In [1]:
import cv2
import mediapipe as mp
import numpy as np
import os
import pandas as pd
from PIL import Image
import numpy as np
import pandas as pd

In [2]:
# Kích thướng mỗi frame
IMAGE_HEIGHT , IMAGE_WIDTH = 320, 240
# số lượng frame sẽ lấy ở mỗi video
SEQUENCE_LENGTH = 20
# Những hành động sẽ nhận dạng
CLASSES_LIST = ['Your', 'Love', 'Sleep', 'Name',
                'What', 'Read', 'I', 'Bye', 'You', 'Eat', 'Hello']

# Link thư mục chứa video train
DATASET_DIR = 'PhanLoai'


In [3]:
mp_drawing = mp.solutions.drawing_utils
mp_drawing_styles = mp.solutions.drawing_styles
mp_pose = mp.solutions.pose
mp_hands = mp.solutions.hands

def frames_extraction(video_path):
    '''
    This function will extract the required frames from a video after resizing and normalizing them.
    Args:
        video_path: The path of the video in the disk, whose frames are to be extracted.
    Returns:
        frames_list: A list containing the resized and normalized frames of the video.
    '''

    video_reader = cv2.VideoCapture(video_path)
    video_frames_count = 0
    s, f = video_reader.read()
    while s:
        s, f = video_reader.read()
        video_frames_count += 1
    video_reader.release()

    # ĐỌc video

    # Calculate the the interval after which frames will be added to the list.
    skip_frames_window = max(int(video_frames_count/SEQUENCE_LENGTH), 1)

    # Danh sách chứa các frame sẽ lấy
    frames_list = []

    # Iterate through the Video Frames.
    with mp_hands.Hands(
            static_image_mode=True,
            max_num_hands=2,
            min_detection_confidence=0.5) as hands:
        with mp_pose.Pose(
                min_detection_confidence=0.5,
                min_tracking_confidence=0.5) as pose:
                
            cap = cv2.VideoCapture(video_path)
            for frame_counter in range(SEQUENCE_LENGTH):
                cap.set(cv2.CAP_PROP_POS_FRAMES, frame_counter * skip_frames_window)
                success, image = cap.read()

                if not success:
                    # cap = cv2.VideoCapture(video_path)
                    # continue
                    break

                # To improve performance, optionally mark the image as not writeable to
                image.flags.writeable = True
                image = cv2.cvtColor(image, cv2.COLOR_RGB2BGR)
                hand_results = hands.process(image)
                pose_results = pose.process(image)

     
                image2 = np.ones((image.shape[0],image.shape[1],3), np.uint8)

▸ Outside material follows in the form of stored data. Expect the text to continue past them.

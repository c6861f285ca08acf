//! Path validation for file mutations.

use std::path::{Path, PathBuf};
use std::sync::RwLock;

use crate::error::ExecutionError;

const PROTECTED_PATHS: &[&str] = &[
    "/",
    "/System",
    "/usr",
    "/bin",
    "/sbin",
    "/etc",
    "/dev",
    "/proc",
    "/Library",
    "/Applications",
    "/private",
    "/var",
    "C:\\Windows",
    "C:\\Program Files",
    "C:\\Program Files (x86)",
];

/// Keeps mutations inside the folders the user granted
#[derive(Debug, Default)]
pub struct PathGuard {
    roots: RwLock<Vec<PathBuf>>,
}

impl PathGuard {
    pub fn new(roots: impl IntoIterator<Item = PathBuf>) -> Self {
        let guard = Self::default();
        for root in roots {
            guard.allow_root(root);
        }
        guard
    }

    /// Add a folder mutations may touch
    pub fn allow_root(&self, root: impl AsRef<Path>) {
        let root = canonical(root.as_ref());
        let mut roots = match self.roots.write() {
            Ok(r) => r,
            Err(poisoned) => poisoned.into_inner(),
        };
        if !roots.contains(&root) {
            tracing::debug!(root = %root.display(), "[PathGuard] Root allowed");
            roots.push(root);
        }
    }

    pub fn roots(&self) -> Vec<PathBuf> {
        match self.roots.read() {
            Ok(r) => r.clone(),
            Err(poisoned) => poisoned.into_inner().clone(),
        }
    }

    /// Check a path is inside a granted root and not a protected system path.
    ///
    /// The path itself need not exist yet; its parent is resolved instead.
    pub fn check(&self, path: &Path) -> Result<(), ExecutionError> {
        let resolved = resolve_for_check(path);

        if is_protected_path(&resolved) {
            return Err(ExecutionError::ProtectedPath(path.display().to_string()));
        }

        let inside = self
            .roots()
            .iter()
            .any(|root| resolved.starts_with(root) && resolved != *root);
        if !inside {
            return Err(ExecutionError::OutsideGrantedRoot(path.display().to_string()));
        }
        Ok(())
    }
}

/// Whether a path is a system location or a home directory itself.
///
/// Direct children of protected paths are protected too, unless they live
/// under the user's home.
pub fn is_protected_path(path: &Path) -> bool {
    let check_path = canonical(path);
    let home = dirs::home_dir();

    for protected in PROTECTED_PATHS.iter().map(Path::new) {
        if check_path == protected {
            return true;
        }
        if check_path.starts_with(protected) {
            if let Some(home) = &home {
                if check_path.starts_with(home) {
                    continue;
                }
            }
            if check_path.parent() == Some(protected) {
                return true;
            }
        }
    }

    matches!(&home, Some(home) if check_path == *home)
}

fn canonical(path: &Path) -> PathBuf {
    path.canonicalize().unwrap_or_else(|_| path.to_path_buf())
}

/// Resolve the deepest existing ancestor and re-append the rest.
///
/// The final component is never followed, so a symlink target is checked by
/// its own location.
fn resolve_for_check(path: &Path) -> PathBuf {
    let (Some(parent), Some(name)) = (path.parent(), path.file_name()) else {
        return canonical(path);
    };

    let mut existing = parent;
    let mut rest: Vec<&std::ffi::OsStr> = Vec::new();
    loop {
        if let Ok(resolved) = existing.canonicalize() {
            let mut out = resolved;
            for part in rest.iter().rev() {
                out.push(part);
            }
            out.push(name);
            return out;
        }
        match (existing.parent(), existing.file_name()) {
            (Some(up), Some(part)) => {
                rest.push(part);
                existing = up;
            }
            _ => return path.to_path_buf(),
        }
    }
}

                # # Draw the hand annotation on the image.
                if hand_results.multi_hand_landmarks:
                    for hand_landmarks in hand_results.multi_hand_landmarks:
                        mp_drawing.draw_landmarks(
                            image2,
                            hand_landmarks,
                            mp_hands.HAND_CONNECTIONS,
                            mp_drawing_styles.get_default_hand_landmarks_style(),
                            mp_drawing_styles.get_default_hand_connections_style())


                # Draw the pose annotation on the image.
                image.flags.writeable = False
                image = cv2.cvtColor(image, cv2.COLOR_RGB2BGR)
                mp_drawing.draw_landmarks(
                    image2,
                    pose_results.pose_landmarks,
                    mp_pose.POSE_CONNECTIONS,
                    landmark_drawing_spec=mp_drawing_styles.get_default_pose_landmarks_style())

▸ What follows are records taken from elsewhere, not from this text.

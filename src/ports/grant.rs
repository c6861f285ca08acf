//! In-memory folder grants.
//!
//! Maps opaque tokens to folders the user picked. A grant becomes stale when
//! its folder disappears or stops being a directory.

use std::collections::HashMap;
use std::path::PathBuf;
use std::sync::RwLock;
use uuid::Uuid;

use super::{FileAccessGrantor, ResolvedGrant};
use crate::error::AccessError;

#[derive(Debug, Default)]
pub struct BookmarkGrantor {
    grants: RwLock<HashMap<String, PathBuf>>,
}

impl BookmarkGrantor {
    pub fn new() -> Self {
        Self::default()
    }

    /// Register a folder and return its new token
    pub fn grant(&self, folder: impl Into<PathBuf>) -> String {
        let token = Uuid::new_v4().to_string();
        self.grant_with_token(token.clone(), folder);
        token
    }

    /// Register a folder under a caller-chosen token
    pub fn grant_with_token(&self, token: impl Into<String>, folder: impl Into<PathBuf>) {
        let mut grants = match self.grants.write() {
            Ok(g) => g,
            Err(poisoned) => poisoned.into_inner(),
        };
        grants.insert(token.into(), folder.into());
    }

    pub fn revoke(&self, token: &str) {
        let mut grants = match self.grants.write() {
            Ok(g) => g,
            Err(poisoned) => poisoned.into_inner(),
        };
        grants.remove(token);
    }

    /// All granted folders; used to scope a `LocalFileMover`
    pub fn roots(&self) -> Vec<PathBuf> {
        let grants = match self.grants.read() {
            Ok(g) => g,
            Err(poisoned) => poisoned.into_inner(),
        };
        grants.values().cloned().collect()
    }
}

impl FileAccessGrantor for BookmarkGrantor {
    fn resolve(&self, token: &str) -> Result<ResolvedGrant, AccessError> {
        let grants = self.grants.read().map_err(|e| AccessError::Unresolvable {
            token: token.to_string(),
            reason: e.to_string(),
        })?;
        let location = grants
            .get(token)
            .cloned()
            .ok_or_else(|| AccessError::UnknownToken(token.to_string()))?;

        let is_stale = !location.is_dir();
        Ok(ResolvedGrant { location, is_stale })
    }
}

#[cfg(test)]
mod tests {
    use super::*;

    #[test]
    fn test_resolve_and_staleness() {
        let dir = tempfile::tempdir().unwrap();
        let folder = dir.path().join("Finance");
        std::fs::create_dir(&folder).unwrap();

        let grantor = BookmarkGrantor::new();
        let token = grantor.grant(&folder);

        let resolved = grantor.resolve(&token).unwrap();
        assert_eq!(resolved.location, folder);
        assert!(!resolved.is_stale);

        std::fs::remove_dir(&folder).unwrap();
        assert!(grantor.resolve(&token).unwrap().is_stale);
    }

    #[test]
    fn test_unknown_and_revoked_tokens() {
        let grantor = BookmarkGrantor::new();
        assert_eq!(
            grantor.resolve("nope"),
            Err(AccessError::UnknownToken("nope".into()))
        );

        grantor.grant_with_token("t", "/tmp");
        assert!(grantor.resolve("t").is_ok());
        grantor.revoke("t");
        assert!(grantor.resolve("t").is_err());
    }
}
//! Shared file placement used by single-file, bulk and history operations.

use std::path::{Path, PathBuf};
use std::sync::Arc;

use super::commands::CommandHistory;
use super::coordinator::OperationCoordinator;
use crate::error::ExecutionError;
use crate::models::Destination;
use crate::ports::{ActivityLog, FileAccessGrantor, FileMover, PersistentStore};

/// Everything an execution step needs, cheap to clone
#[derive(Clone)]
pub struct ExecutionContext {
    pub coordinator: Arc<OperationCoordinator>,
    pub history: CommandHistory,
    pub mover: Arc<dyn FileMover>,
    pub grantor: Arc<dyn FileAccessGrantor>,
    pub store: Arc<dyn PersistentStore>,
    pub activity: Arc<dyn ActivityLog>,
}

/// Resolve a folder destination to the exact target path for `file_name`
pub fn resolve_target(
    grantor: &dyn FileAccessGrantor,
    destination: &Destination,
    file_name: &str,
) -> Result<PathBuf, ExecutionError> {
    let Destination::Folder {
        access_token,
        display_name,
    } = destination
    else {
        return Err(ExecutionError::MissingDestination(file_name.to_string()));
    };

    let grant = grantor.resolve(access_token).map_err(|e| {
        tracing::warn!(folder = %display_name, "[Execution] Grant unresolvable: {}", e);
        ExecutionError::StaleAccessGrant(display_name.clone())
    })?;
    if grant.is_stale {
        return Err(ExecutionError::StaleAccessGrant(display_name.clone()));
    }

    let granted_name = grant
        .location
        .file_name()
        .map(|n| n.to_string_lossy().to_string())
        .unwrap_or_default();
    if !granted_name.eq_ignore_ascii_case(display_name) {
        return Err(ExecutionError::WrongFolder {
            expected: display_name.clone(),
            granted: grant.location.display().to_string(),
        });
    }

    Ok(grant.location.join(file_name))
}

fn file_name_of(path: &Path) -> Result<String, ExecutionError> {
    path.file_name()
        .map(|n| n.to_string_lossy().to_string())
        .ok_or_else(|| ExecutionError::NotFound(path.display().to_string()))
}

/// Move a file into its destination, returning the new path.
///
/// Trash goes through the mover's recoverable holding area. Blocking.
pub fn place_file(
    mover: &dyn FileMover,
    grantor: &dyn FileAccessGrantor,
    from: &Path,
    destination: &Destination,
) -> Result<PathBuf, ExecutionError> {
    if destination.is_trash() {
        return mover.trash_item(from);
    }
    let target = resolve_target(grantor, destination, &file_name_of(from)?)?;
    mover.move_item(from, &target)?;
    Ok(target)
}

/// Copy a file into a folder destination, returning the copy's path. Blocking.
pub fn copy_file(
    mover: &dyn FileMover,
    grantor: &dyn FileAccessGrantor,
    from: &Path,
    destination: &Destination,
) -> Result<PathBuf, ExecutionError> {
    let target = resolve_target(grantor, destination, &file_name_of(from)?)?;
    mover.copy_item(from, &target)?;
    Ok(target)
}

/// Run a blocking filesystem step off the async runtime
pub async fn run_blocking<T, F>(f: F) -> Result<T, ExecutionError>
where
    T: Send + 'static,
    F: FnOnce() -> Result<T, ExecutionError> + Send + 'static,
{
    tokio::task::spawn_blocking(f)
        .await
        .map_err(|e| ExecutionError::Io(format!("Filesystem task failed: {}", e)))?
}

                # Append to list feature

                resized_frame = cv2.resize(image2, (IMAGE_HEIGHT, IMAGE_WIDTH))
                normalized_frame = resized_frame / 255
                frames_list.append(normalized_frame)

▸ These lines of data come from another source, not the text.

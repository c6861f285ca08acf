//! Reversible commands and the bounded undo / redo history.
//!
//! Commands store only deltas (paths, statuses, destinations), never file
//! snapshots. Reversal is performed by the organizer, which owns the ports.

use std::collections::VecDeque;
use std::path::PathBuf;
use std::sync::{Arc, Mutex};

use crate::models::{Destination, FileStatus};

/// What one file move changed
#[derive(Debug, Clone, PartialEq)]
pub struct FileDelta {
    pub file_id: String,
    pub file_name: String,
    pub from_path: PathBuf,
    pub to_path: PathBuf,
    pub original_status: FileStatus,
    pub original_destination: Option<Destination>,
    /// Destination the file was organized into
    pub destination: Destination,
}

#[derive(Debug, Clone, PartialEq)]
pub enum Command {
    Move(FileDelta),
    /// `to_path` is the created copy; the source stays in place
    Copy(FileDelta),
    Skip {
        file_id: String,
        file_name: String,
        previous_status: FileStatus,
        previous_destination: Option<Destination>,
    },
    BulkMove { deltas: Vec<FileDelta> },
}

impl Command {
    /// Short human-readable label for activity entries
    pub fn description(&self) -> String {
        match self {
            Command::Move(delta) if delta.destination.is_trash() => {
                format!("Delete {}", delta.file_name)
            }
            Command::Move(delta) => format!(
                "Move {} to {}",
                delta.file_name,
                delta.destination.display_name()
            ),
            Command::Copy(delta) => format!(
                "Copy {} to {}",
                delta.file_name,
                delta.destination.display_name()
            ),
            Command::Skip { file_name, .. } => format!("Skip {}", file_name),
            Command::BulkMove { deltas } => format!("Organize {} files", deltas.len()),
        }
    }

    /// Ids of every file the command touched
    pub fn file_ids(&self) -> Vec<&str> {
        match self {
            Command::Move(delta) | Command::Copy(delta) => vec![delta.file_id.as_str()],
            Command::Skip { file_id, .. } => vec![file_id.as_str()],
            Command::BulkMove { deltas } => deltas.iter().map(|d| d.file_id.as_str()).collect(),
        }
    }
}

/// Bounded undo and redo stacks; the oldest entry is evicted when full
#[derive(Debug)]
pub struct CommandStack {
    undo: VecDeque<Command>,
    redo: VecDeque<Command>,
    max_undo: usize,
    max_redo: usize,
}

impl CommandStack {
    pub fn new(max_undo: usize, max_redo: usize) -> Self {
        Self {
            undo: VecDeque::new(),
            redo: VecDeque::new(),
            max_undo: max_undo.max(1),
            max_redo: max_redo.max(1),
        }
    }

    /// Record a newly executed command; clears redo
    pub fn push(&mut self, command: Command) {
        self.redo.clear();
        Self::push_bounded(&mut self.undo, command, self.max_undo);
    }

    pub fn pop_undo(&mut self) -> Option<Command> {
        self.undo.pop_back()
    }

    pub fn pop_redo(&mut self) -> Option<Command> {
        self.redo.pop_back()
    }

    /// A command was undone
    pub fn push_redo(&mut self, command: Command) {
        Self::push_bounded(&mut self.redo, command, self.max_redo);
    }

    /// A command was redone; unlike `push`, redo is kept
    pub fn push_undo(&mut self, command: Command) {
        Self::push_bounded(&mut self.undo, command, self.max_undo);
    }

    pub fn can_undo(&self) -> bool {
        !self.undo.is_empty()
    }

    pub fn can_redo(&self) -> bool {
        !self.redo.is_empty()
    }

    pub fn undo_len(&self) -> usize {
        self.undo.len()
    }

    pub fn redo_len(&self) -> usize {
        self.redo.len()
    }

    /// Whether any undo or redo entry touches `file_id`
    pub fn references(&self, file_id: &str) -> bool {
        self.undo
            .iter()
            .chain(self.redo.iter())
            .any(|command| command.file_ids().contains(&file_id))
    }

    pub fn peek_undo(&self) -> Option<&Command> {
        self.undo.back()
    }

    pub fn clear(&mut self) {
        self.undo.clear();
        self.redo.clear();
    }

    fn push_bounded(stack: &mut VecDeque<Command>, command: Command, max: usize) {
        while stack.len() >= max {
            stack.pop_front();
        }
        stack.push_back(command);
    }
}

impl Default for CommandStack {
    fn default() -> Self {
        Self::new(50, 50)
    }
}

/// Shared handle to the command history
pub type CommandHistory = Arc<Mutex<CommandStack>>;

#[cfg(test)]
mod tests {
    use super::*;

    fn skip(n: usize) -> Command {
        Command::Skip {
            file_id: format!("/d/{}.pdf", n),
            file_name: format!("{}.pdf", n),
            previous_status: FileStatus::Pending,
            previous_destination: None,
        }
    }

    #[test]
    fn test_push_clears_redo() {
        let mut stack = CommandStack::new(10, 10);
        stack.push(skip(1));
        let undone = stack.pop_undo().unwrap();
        stack.push_redo(undone);
        assert!(stack.can_redo());

        stack.push(skip(2));
        assert!(!stack.can_redo());
        assert_eq!(stack.undo_len(), 1);
    }

    #[test]
    fn test_redo_keeps_redo_stack() {
        let mut stack = CommandStack::new(10, 10);
        stack.push(skip(1));
        stack.push(skip(2));
        let a = stack.pop_undo().unwrap();
        stack.push_redo(a);
        let b = stack.pop_undo().unwrap();
        stack.push_redo(b);

        let redone = stack.pop_redo().unwrap();
        stack.push_undo(redone);
        assert_eq!(stack.redo_len(), 1);
        assert_eq!(stack.undo_len(), 1);
    }

    #[test]
    fn test_oldest_entry_is_evicted() {
        let mut stack = CommandStack::new(3, 3);
        for n in 0..5 {
            stack.push(skip(n));
        }
        assert_eq!(stack.undo_len(), 3);

        let mut order = Vec::new();
        while let Some(cmd) = stack.pop_undo() {
            order.push(cmd.description());
        }
        assert_eq!(order, vec!["Skip 4.pdf", "Skip 3.pdf", "Skip 2.pdf"]);
    }

    #[test]
    fn test_descriptions() {
        let delta = FileDelta {
            file_id: "/d/a.pdf".into(),
            file_name: "a.pdf".into(),
            from_path: "/d/a.pdf".into(),
            to_path: "/docs/a.pdf".into(),
            original_status: FileStatus::Ready,
            original_destination: None,
            destination: Destination::folder("t", "Documents"),
        };
        assert_eq!(Command::Move(delta.clone()).description(), "Move a.pdf to Documents");

        let mut trashed = delta.clone();
        trashed.destination = Destination::Trash;
        assert_eq!(Command::Move(trashed).description(), "Delete a.pdf");

        let bulk = Command::BulkMove {
            deltas: vec![delta.clone(), delta],
        };
        assert_eq!(bulk.description(), "Organize 2 files");
        assert_eq!(bulk.file_ids().len(), 2);
    }
}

                # Flip the image2 horizontally for a selfie-view display.
                # cv2.imshow('MediaPipe Pose', cv2.flip(image2, 1))
                # if cv2.waitKey(1) == ord('q'):
                    # break


    # Release the VideoCapture object.

    # Return the frames list.
    return frames_list


In [4]:
frames = frames_extraction('./video2242896.avi')
np.shape(frames)

INFO: Created TensorFlow Lite XNNPACK delegate for CPU.


(20, 240, 320, 3)

In [5]:
# for frame in frames:
#     Image.fromarray((frame*255).astype(np.uint8), 'RGB').show()


In [6]:
def create_dataset():
    features = []
    labels = []
    video_files_paths = []

    for class_index, class_name in enumerate(CLASSES_LIST):
        
        # Display the name of the class whose data is being extracted.
        print(f'Extracting Data of Class: {class_name}')
        
        # Get the list of video files present in the specific class name directory.
        files_list = os.listdir(os.path.join(DATASET_DIR, class_name))
        
        # Iterate through all the files present in the files list.
        for file_name in files_list:
            try:
                # Get the complete video path.
                video_file_path = os.path.join(DATASET_DIR, class_name, file_name)
    
                # Extract the frames of the video file.
                frames = frames_extraction(video_file_path)
    
                # Check if the extracted frames are equal to the SEQUENCE_LENGTH specified above.
                # So ignore the vides having frames less than the SEQUENCE_LENGTH.
                if len(frames) == SEQUENCE_LENGTH:
    
                    # Append the data to their repective lists.
                    features.append(frames)
                    labels.append(class_index)
                    video_files_paths.append(video_file_path)
            except:
                continue
    
        cv2.destroyAllWindows()
 
    # Converting the list to numpy arrays
    features = np.asarray(features)
    labels = np.array(labels)  
    
    # Return the frames, class index, and video file path.
    return features, labels, video_files_paths


In [7]:
features, labels, video_files_paths = create_dataset()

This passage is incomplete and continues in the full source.